As the process drags on, more interest accrues, pushing the debt up further and impelling the borrower to concede more to creditors - some of whom may have bought their debt at vastly discounted prices - to secure a deal.

"In a new-type restructuring people may get extreme in their demands," van der Made added. "If a country comes with a proposal, bondholders will have a strong hand and could make it very hard for a country to get the resolution it needs."

Perhaps emboldened by the Argentine case, hedge funds last week proved reluctant to participate in a Greek bond buyback, the timetable for which had to be extended after Greece initially fell short of its target despite generous pricing.

Greece retroactively inserted CACs into its domestic bonds to enable a successful swap in March, but still has 6.4 billion euros of foreign law bonds, the terms of which can't be altered.

Some of these will have been tendered in the new buyback, but many hedge funds say they plan to hold on to their Greek debt in expectation they will be repaid at par later.

Analysts at JP Morgan advised Greece prior to the buyback to enforce its CACs, estimating that by doing so debt relief would be double what it would get if it allowed some creditors to hold out.

If the swap is voluntary, "the burden of achieving the 30 billion euro participation will likely fall mostly on Greek banks, and expectations will rise that the remaining bond holders will eventually be paid in full," JPM said in a note.
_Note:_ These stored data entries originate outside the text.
//! Configuration module
//!
//! Default parameters and the runtime configuration consumed by the motor.

pub mod motor;
pub mod params;

pub use motor::{MotionControlType, MotorConfig, PidConfig, TorqueControlType};
pub use params::*;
That happened last May when Greece, spooked by the prospect of lengthy legal battles, paid 435 million euros to bondholders who had refused to exchange during an earlier swap.

CACs have been included for nearly a decade on sovereign bonds issued on international markets -- a 2008 Duke University study found them in over 90 percent of bonds under U.S. law.
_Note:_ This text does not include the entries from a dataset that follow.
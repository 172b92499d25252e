//! Date window for filtering the assembled calendar.

use chrono::{Days, NaiveDate};

/// Default number of days into the past to keep events for.
pub const DEFAULT_PAST_DAYS: u32 = 61;

/// Default number of days into the future to keep events for.
pub const DEFAULT_FUTURE_DAYS: u32 = 182;

/// Inclusive window of `YYYYMMDD` dates.
#[derive(Debug, Clone, PartialEq, Eq)]
pub struct DateWindow {
    pub past: String,
    pub future: String,
}

impl DateWindow {
    /// Window from `past_days` before `today` to `future_days` after it.
    pub fn around(today: NaiveDate, past_days: u32, future_days: u32) -> Self {
        let past = today
            .checked_sub_days(Days::new(u64::from(past_days)))
            .unwrap_or(NaiveDate::MIN);
        let future = today
            .checked_add_days(Days::new(u64::from(future_days)))
            .unwrap_or(NaiveDate::MAX);

        DateWindow {
            past: past.format("%Y%m%d").to_string(),
            future: future.format("%Y%m%d").to_string(),
        }
    }

    /// Whether an event spanning `start`..`end` touches the window.
    ///
    /// Only the `YYYYMMDD` prefix of each value is compared, so date-times
    /// on a boundary day count as inside.
    pub fn contains(&self, start: &str, end: &str) -> bool {
        date_prefix(start) <= self.future.as_str() && date_prefix(end) >= self.past.as_str()
    }
}

fn date_prefix(value: &str) -> &str {
    value.get(..8).unwrap_or(value)
}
Emerging market countries, some of which have bought back billions of dollars of older debt and replaced it with CAC bonds, have expressed concern about the ruling's impact.
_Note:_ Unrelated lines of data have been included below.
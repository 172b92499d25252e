//! On-disk cache of extracted events, one file per event identity.

mod index;

pub use index::{DateIndex, EventSpan};

use std::path::{Path, PathBuf};

use sha2::{Digest, Sha256};

use crate::error::MailCalResult;
use crate::ics::{ExtractedEvent, unfold};
use crate::recurrence::project_end;

/// What happened to an event handed to [`EventStore::save`].
#[derive(Debug, Clone, Copy, PartialEq, Eq)]
pub enum SaveOutcome {
    /// The event was new or newer than the stored copy.
    Written,
    /// The stored copy is at least as recent; nothing changed.
    Stale,
    /// The event lacks an identity or dates and was thrown away.
    Dropped,
}

pub struct EventStore {
    dir: PathBuf,
    index: DateIndex,
}

impl EventStore {
    pub fn open(dir: impl Into<PathBuf>) -> Self {
        EventStore {
            dir: dir.into(),
            index: DateIndex::default(),
        }
    }

    pub fn dir(&self) -> &Path {
        &self.dir
    }

    pub fn index(&self) -> &DateIndex {
        &self.index
    }

    pub fn into_index(self) -> DateIndex {
        self.index
    }

    /// Remove every stored event and start over with an empty directory.
    pub fn reset(&mut self) -> MailCalResult<()> {
        if self.dir.exists() {
            std::fs::remove_dir_all(&self.dir)?;
        }
        std::fs::create_dir_all(&self.dir)?;
        self.index.clear();
        Ok(())
    }

    /// Store `event` unless a copy with an equal or newer DTSTAMP exists.
    pub fn save(&mut self, event: ExtractedEvent) -> MailCalResult<SaveOutcome> {
        let Some(identity) = event.identity() else {
            tracing::error!("Dropping event without UID or X-GWRECORDID");
            return Ok(SaveOutcome::Dropped);
        };
        let Some(name) = file_name_for(identity) else {
            tracing::error!("Dropping event with unusable identity {:?}", identity);
            return Ok(SaveOutcome::Dropped);
        };

        let (dtstart, dtend) = match (event.dtstart.as_deref(), event.dtend.as_deref()) {
            (Some(start), Some(end)) => (start, end),
            (Some(start), None) => (start, start),
            (None, Some(end)) => (end, end),
            (None, None) => {
                tracing::error!("Dropping event {:?} without DTSTART or DTEND", identity);
                return Ok(SaveOutcome::Dropped);
            }
        };

        let path = self.dir.join(&name);
        let dtstamp = event.dtstamp.as_deref().unwrap_or("");
        if path.exists() {
            let stored = stored_dtstamp(&path)?;
            if dtstamp <= stored.as_str() {
                tracing::trace!(
                    "Keeping stored {} ({} >= {})",
                    name,
                    stored,
                    dtstamp
                );
                return Ok(SaveOutcome::Stale);
            }
        }

        let end = match &event.recurrence {
            Some(recurrence) => project_end(dtend, recurrence).unwrap_or_else(|| {
                tracing::warn!(
                    "Could not project end of recurring event {:?} from {}",
                    identity,
                    dtend
                );
                dtend.to_string()
            }),
            None => dtend.to_string(),
        };
        std::fs::write(&path, event.block.as_bytes())?;
        self.index.insert(name.as_str(), dtstart, end);
        tracing::debug!("Stored {}", name);
        Ok(SaveOutcome::Written)
    }
}

/// Longest file name most filesystems accept, in bytes.
const MAX_NAME_LEN: usize = 255;

/// Bytes kept from an over-long identity before its digest is appended.
const KEPT_PREFIX_LEN: usize = 200;

/// File name for an identity: printable characters only, no path
/// separators. Returns `None` if nothing usable is left.
///
/// Names longer than [`MAX_NAME_LEN`] bytes are cut and suffixed with a
/// digest of the full identity, so distinct long identities stay distinct.
pub fn file_name_for(identity: &str) -> Option<String> {
    let name: String = identity
        .chars()
        .filter(|c| !c.is_control() && *c != '/' && *c != '\\')
        .collect();

    match name.as_str() {
        "" | "." | ".." => None,
        _ if name.len() > MAX_NAME_LEN => Some(shorten(&name, identity)),
        _ => Some(name),
    }
}

fn shorten(name: &str, identity: &str) -> String {
    let mut cut = KEPT_PREFIX_LEN;
    while !name.is_char_boundary(cut) {
        cut -= 1;
    }
    let digest = format!("{:x}", Sha256::digest(identity.as_bytes()));
    format!("{}-{}", &name[..cut], &digest[..16])
}

/// DTSTAMP of a stored event, or an empty string if it has none.
fn stored_dtstamp(path: &Path) -> MailCalResult<String> {
    let bytes = std::fs::read(path)?;
    let content = String::from_utf8_lossy(&bytes);

    Ok(unfold(&content)
        .find_map(|line| line.text.strip_prefix("DTSTAMP:").map(|v| v.trim().to_string()))
        .unwrap_or_default())
}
Alexandre Tombini, the central bank governor of Brazil, itself a past debt defaulter, has said the rulings against Argentina set a bad precedent.


Hedge funds, however, are excited at the prospect.

"I think you'll look back in two or three years' time on this crisis and the Argentine U.S. court decision ... will prove to be a very, very interesting juncture - a very strong strengthening of a creditor's hand and a weakening of governments," said Lee Robinson of hedge fund Altana Wealth.

Funds that specialize in buying up defaulted debt at a fraction of face value and then pursuing the issuer for repayment at face value are sometimes known as vulture funds, although they argue they are upholding creditors' rights. They can be aggressive in trying to secure payment: the two hedge funds suing Argentina recently seized a naval ship off Ghana.

Recalcitrance has been profitable in the past, with countries from Peru in 2000 to Greece in 2012 having paid holdouts rather than do battle in court.

Argentina says its own law prevents it from paying holdouts, however, making compliance with the U.S. ruling illegal.

One creditor group does still enjoy preferential treatment during restructurings, however: the official sector, including the International Monetary Fund, although rating agency Moody's notes this status is conferred by practice rather than law.

"The court ruling, which strengthens the pari passu clause in bond contracts and stipulates equal treatment of creditors, could potentially raise questions about the "senior" status of official sector lenders," Moody's said.